What stands out is how the purchase was financed: Metaplanet announced the issuance of $210 million worth of zero-interest bonds, labeled its 18th series, to support further Bitcoin acquisition. These bonds are set to mature in December 2025 and were issued through Cayman-based EVO Fund, signaling the firm's innovative use of capital markets—adopting a treasury-backed, no-interest debt instrument—to fund its crypto strategy.
This integrated acquisition strategy highlights a trend among corporate Bitcoin treasuries: using leveraged financial instruments (like bonds or equity) to fund BTC purchases, often trading at a premium, rather than spending existing operational cash reserves.

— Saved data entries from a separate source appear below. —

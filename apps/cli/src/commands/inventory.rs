//! # Inventory Commands
//!
//! ```text
//! cashplan inventory list
//! cashplan inventory set <VALUE> <COUNT>
//! cashplan inventory restock <VALUE> <QUANTITY>
//! cashplan inventory enable|disable <VALUE>
//! cashplan inventory add <VALUE> [--count N]
//! cashplan inventory reset [--count N]
//! cashplan inventory alerts [--all]
//! ```

use clap::{Args, Subcommand};
use serde::Serialize;

use super::format_amount;
use crate::error::{AppError, AppResult};
use crate::state::AppConfig;
use cashplan_core::inventory::stock_alerts;
use cashplan_core::{Denomination, Inventory, StockAlert, StockLevel};
use cashplan_db::Database;

#[derive(Args, Debug, Clone)]
pub struct InventoryArgs {
    #[command(subcommand)]
    pub command: InventoryCommand,
}

#[derive(Subcommand, Debug, Clone)]
pub enum InventoryCommand {
    /// Every denomination with its stock.
    List,
    /// Overwrite the stock of one denomination.
    Set { value: i64, count: i64 },
    /// Add notes to one denomination.
    Restock { value: i64, quantity: i64 },
    /// Offer a denomination for calculations.
    Enable { value: i64 },
    /// Stop offering a denomination.
    Disable { value: i64 },
    /// Register a new denomination.
    Add {
        value: i64,
        /// Default: `calculation.default_inventory`.
        #[arg(long)]
        count: Option<i64>,
    },
    /// Set every denomination to the same count.
    Reset {
        /// Default: `calculation.default_inventory`.
        #[arg(long)]
        count: Option<i64>,
    },
    /// Denominations at or under the alert thresholds.
    Alerts {
        /// Include denominations that are fine.
        #[arg(long)]
        all: bool,
    },
}

#[derive(Debug, Serialize)]
pub struct StockView {
    pub denominations: Vec<Denomination>,
    pub total_notes: i64,
    pub total_value: String,
}

#[derive(Debug, Serialize)]
#[serde(untagged)]
pub enum InventoryOutput {
    Stock(StockView),
    Denomination(Denomination),
    Reset { count: i64, updated: u64 },
    Alerts { alerts: Vec<StockAlert> },
}

pub async fn run(
    db: &Database,
    config: &AppConfig,
    args: InventoryArgs,
) -> AppResult<InventoryOutput> {
    let repo = db.denominations();

    let touched = match args.command {
        InventoryCommand::List => {
            let denominations = repo.list().await?;
            let inventory = Inventory::from_denominations(&denominations);
            return Ok(InventoryOutput::Stock(StockView {
                total_notes: denominations.iter().map(|d| d.available_count).sum(),
                total_value: format_amount(inventory.total_value().units(), config.currency_code()),
                denominations,
            }));
        }
        InventoryCommand::Reset { count } => {
            let count = count.unwrap_or(config.calculation.default_inventory);
            let updated = repo.reset_counts(count).await?;
            return Ok(InventoryOutput::Reset { count, updated });
        }
        InventoryCommand::Alerts { all } => {
            let denominations = repo.list().await?;
            let alerts = stock_alerts(&denominations, config.thresholds())
                .into_iter()
                .filter(|alert| all || alert.level != StockLevel::Ok)
                .collect();
            return Ok(InventoryOutput::Alerts { alerts });
        }
        InventoryCommand::Set { value, count } => {
            repo.set_count(value, count).await?;
            value
        }
        InventoryCommand::Restock { value, quantity } => {
            repo.restock(value, quantity).await?;
            value
        }
        InventoryCommand::Enable { value } => {
            repo.set_available(value, true).await?;
            value
        }
        InventoryCommand::Disable { value } => {
            repo.set_available(value, false).await?;
            value
        }
        InventoryCommand::Add { value, count } => {
            let count = count.unwrap_or(config.calculation.default_inventory);
            repo.insert(&Denomination::new(value, count)).await?;
            value
        }
    };

    let denomination = repo
        .get(touched)
        .await?
        .ok_or_else(|| AppError::not_found("Denomination", &touched.to_string()))?;
    Ok(InventoryOutput::Denomination(denomination))
}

Metaplanet is being likened to the “MicroStrategy of Japan,” with investors effectively buying a Bitcoin bucket that trades at a multiple above the actual Bitcoin value on its balance sheet.
There are several implications to consider:
Institutional Confidence: Raising debt specifically for BTC purchases shows faith in the long-term value of the asset.
Yield Strategy: Zero-interest bonds mean Metaplanet depends entirely on Bitcoin appreciation to justify the funding cost.
Risk Exposure: High leverage and market volatility could create risk if BTC price dips or if bond redemption is needed later in the year.
Question for Discussion:
Do you think this bond-backed strategy provides a sustainable model for firms looking to grow Bitcoin reserves, or does it introduce unsustainable leverage risks?